There are several scenarios in which health care providers deem it appropriate to waive the patient`s insurance liability. Scenarios may include patients who want to be professionally courteous to colleagues or families when patients are experiencing financial hardship and recovery efforts are having negligible results. Each example includes regulatory and legal issues that health care providers must consider. Not all waivers of co-payments and deductibles are illegal per se. In fact, there are certain circumstances in which the government will allow the derogation. Each patient`s case must be considered individually and the waiver must meet the following criteria: While the Centers for Medicare and Medicaid Services (CMS) and the Office of the Inspector General of the Department of Health and Human Services (OIG) are not alarmed by the occasional waiver of co-payment obligations — due to financial hardship or uncollectability — the systematic waiver of co-payment obligations under Medicare. is clear. problematic. So if a provider tells the government that the “actual fee” is $100, Medicare is willing to pay $80. However, if the supplier regularly waives the $20 co-payment, the actual cost is $80.
The provider inflated its actual cost by $20, and if Medicare had known the truth, it would have paid only 80%, or $64. Suppose the practice charges $100 with Medicare – expecting to get $80 reimbursement and then “waives” the $20 co-payment. In this case, he would have scammed Medicare of $16. For example, if a vendor, practitioner or supplier claims that a service fee is $100 but systematically waives the co-payment, the actual fee is $80. Medicare should pay 80% of $80 ($64), not 80% of $100. As the sign at my father`s hardware store stated, “There is no free meal.” Someone has to cover the $16 payment gap, and that`s usually all of us as health care consumers and taxpayers. The Copay waiver occurs whenever a health care provider is paid by an insurer, but chooses not to collect a co-payment. Waiver of quotas can take various forms. It is important to remember that not all Copay exemptions are illegal. Only routine co-payment exemptions designed to create additional cases that break the law. For example, the OIG highlighted its concern about the systematic exemption of co-payments and deductibles in its Compliance Program Guide for Individual and Small Group Practices (65 F.R.
59434), published on October 5, 2000, in which the OIG stated that waiving co-payment obligations for private insured patients can also be problematic. Like CMS and the OIG, private insurers and courts generally do not concern themselves with occasional accommodations for individual patients with documented financial constraints. However, insurance companies have successfully challenged the systematic waiver of co-payment obligations in court on several occasions. It is entirely appropriate for health care providers, physicians or providers to waive the co-payment if the patient has a demonstrated financial need.
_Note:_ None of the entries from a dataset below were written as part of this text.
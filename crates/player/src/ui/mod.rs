//! User interface
//!
//! View models consumed by the storefront front ends and the CLI.

pub mod presentation;

pub use presentation::{DynamicGameOptions, FieldView, PreviewSession};
//! Storefront records the top-up form works with.

use serde::{Deserialize, Serialize};

use crate::form_value::FormValueMap;
use crate::ids::{GameId, PackageId, PaymentMethodId};

#[derive(Debug, Clone, PartialEq, Serialize, Deserialize)]
pub struct Game {
    pub game_id: GameId,
    pub game_name: String,
    #[serde(default, skip_serializing_if = "Option::is_none")]
    pub category: Option<String>,
    #[serde(default, skip_serializing_if = "Option::is_none")]
    pub icon: Option<String>,
    pub is_active: bool,
    #[serde(default, skip_serializing_if = "Option::is_none")]
    pub description: Option<String>,
}

/// A purchasable top-up amount for one game.
#[derive(Debug, Clone, PartialEq, Serialize, Deserialize)]
pub struct GamePackage {
    pub package_id: PackageId,
    pub game_id: GameId,
    pub name: String,
    #[serde(default, skip_serializing_if = "Option::is_none")]
    pub description: Option<String>,
    /// Whole New Taiwan dollars
    pub price: u64,
    pub is_active: bool,
}

#[derive(Debug, Clone, PartialEq, Eq, Serialize, Deserialize)]
pub struct PaymentMethod {
    pub payment_method_id: PaymentMethodId,
    pub method: String,
}

/// Normalized order handed to the order-creation collaborator.
#[derive(Debug, Clone, PartialEq, Serialize, Deserialize)]
pub struct OrderFormData {
    pub package_id: PackageId,
    pub payment_method_id: PaymentMethodId,
    /// Account details collected by the dynamic form
    pub game_data: FormValueMap,
    pub quantity: u32,
}

impl GamePackage {
    /// Price of `quantity` units of this package.
    pub fn total(&self, quantity: u32) -> u64 {
        self.price.saturating_mul(u64::from(quantity))
    }
}
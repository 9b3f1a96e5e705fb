//! Platform-specific implementations
//!
//! Implementations of the platform ports defined in
//! ports/outbound/platform.rs.

mod desktop;
mod memory;

pub use desktop::{create_platform, DesktopStorageProvider, SystemTimeProvider};
pub use memory::MemoryStorageProvider;
impl ValidationResult {
    fn from_errors(errors: Vec<ValidationError>) -> Self {
        let field_errors = errors
            .iter()
            .map(|error| (error.field.clone(), error.message.clone()))
            .collect();
        Self {
            is_valid: errors.is_empty(),
            errors,
            field_errors,
        }
    }

    fn push(&mut self, error: ValidationError) {
        self.field_errors
            .insert(error.field.clone(), error.message.clone());
        self.errors.push(error);
        self.is_valid = false;
    }

    pub fn error_for(&self, key: &str) -> Option<&str> {
        self.field_errors.get(key).map(String::as_str)
    }
}

// =============================================================================
// Options
// =============================================================================

/// Whether `required` is enforced.
#[derive(Debug, Clone, Copy, PartialEq, Eq, Default)]
pub enum ValidationMode {
    /// Submission: empty required fields fail
    #[default]
    Strict,
    /// While typing: empty required fields pass
    Realtime,
}

/// Replacement messages for individual checks of one field.
#[derive(Debug, Clone, Default, PartialEq, Eq, Serialize, Deserialize)]
#[serde(rename_all = "camelCase")]
pub struct MessageOverrides {
    #[serde(default)]
    pub required: Option<String>,
    #[serde(default)]
    pub min_length: Option<String>,
    #[serde(default)]
    pub max_length: Option<String>,
    #[serde(default)]
    pub pattern: Option<String>,
    /// Value is not a number
    #[serde(default)]
    pub number: Option<String>,
    #[serde(default)]
    pub min: Option<String>,
    #[serde(default)]
    pub max: Option<String>,
}

fn pick(message: Option<&Option<String>>, default: impl FnOnce() -> String) -> String {
    message.and_then(|m| m.clone()).unwrap_or_else(default)
}

// =============================================================================
// Single Field
// =============================================================================

/// Validates one value against one field definition.
pub fn validate_field(
    field: &FieldDefinition,
    value: Option<&FormValue>,
    mode: ValidationMode,
) -> Option<ValidationError> {
    validate_field_with_messages(field, value, mode, None)
}
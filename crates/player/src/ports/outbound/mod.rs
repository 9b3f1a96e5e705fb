//! Outbound ports - Interfaces for external services
//!
//! These ports define the contracts that infrastructure adapters must implement,
//! allowing application services to work without depending on concrete
//! implementations.

pub mod catalog_port;
pub mod order_port;
pub mod platform;

pub use catalog_port::GameCatalogPort;
pub use order_port::{OrderSubmissionPort, OrderSubmitError};
pub use platform::{storage_keys, StorageError, StorageProvider, TimeProvider};

#[cfg(test)]
pub use catalog_port::MockGameCatalogPort;
#[cfg(test)]
pub use order_port::MockOrderSubmissionPort;
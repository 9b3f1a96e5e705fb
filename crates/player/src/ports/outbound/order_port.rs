//! Order submission port
//!
//! The order API is an external collaborator: the storefront hands it a
//! validated order and only cares whether it was accepted.

use async_trait::async_trait;
use thiserror::Error;
use topup_domain::OrderFormData;

#[derive(Debug, Clone, Error, PartialEq, Eq)]
pub enum OrderSubmitError {
    #[error("Order request failed: {0}")]
    Network(String),

    #[error("Order rejected with status {status}: {message}")]
    Rejected { status: u16, message: String },

    #[error("Invalid order response: {0}")]
    InvalidResponse(String),
}

#[cfg_attr(test, mockall::automock)]
#[async_trait]
pub trait OrderSubmissionPort: Send + Sync {
    async fn submit_order(&self, order: &OrderFormData) -> Result<(), OrderSubmitError>;
}
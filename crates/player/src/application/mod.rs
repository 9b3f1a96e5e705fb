//! Application layer: draft persistence and the top-up form use case.

pub mod draft;
pub mod error;
pub mod services;

pub use draft::{DraftInfo, DraftOptions, DraftPhase, DraftSaver};
pub use error::TopupError;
Similarly, a legitimate patient assistance program (often referred to as a PAP) is completely legal. However, the provider must make an individual determination of the patient`s needs. If a provider regularly waives co-payments due to financial hardship without actually assessing patients` needs, this is against the law. The same laws apply to Medicare, Medicaid and Tricare patients, but the risk is greater if your office doesn`t comply — health care providers can be charged with fraud against a government agency. The waiver of coinsurance raises potential issues with the federal anti-bribery law, the federal false claims law, and liability under state law. In addition, your practice must apply hardship programs to all patients. They can`t waive a patient`s insurance debt for those with statutory health insurance in times of crisis, but they can require private insured patients to pay the full copayments, regardless of their financial situation. Patients are responsible for co-payments and deductibles.
Systematic waiver of coinsurance requirements is illegal because it results in 1) false claims, 2) violations of federal anti-bribery law, and 3) excessive use of items and services paid for by Medicare. Some providers naively forgo co-payments and deductibles in order to be “good guys” and help patients, or to save the cost and effort of continuing funds after service. However, when providers do, they distort the actual costs, increase the cost of health care plans, and increase the burden on taxpayers. In addition, sellers and manufacturers often use Copay waivers to get doctors to prescribe their drugs or products instead of cheaper generic competitors. Anti-bribery law also prohibits offering discounts to encourage prescriptions or recommendations for your product. If your practice has a good reason not to make a co-payment, co-insurance or surplus, or not to pursue debt collection against a patient, records should be kept of all conversations with the patient. They should be able to prove that efforts were made in good faith to comply with the law and make exceptions only for specific reasons. In addition, health care providers should track all payments and note all payments that have been cancelled as evidence that the patient`s insurance liability is not routinely waived. As noted above, a physician who waives co-insurance, copayments, or otherwise applicable deductibles as a general business practice if such waiver would affect the amount the insurer would pay could be guilty of insurance fraud under Section 176.05(2) of the New York Criminal Law and Section 403(c) of the New York Act. Benchmark pay [such as routine waivers of co-payments and deductibles] is illegal because it can distort medical decision-making, cause overuse of services or supplies, increase the cost of federal health programs, and lead to unfair competition by excluding competitors who are unwilling to pay them.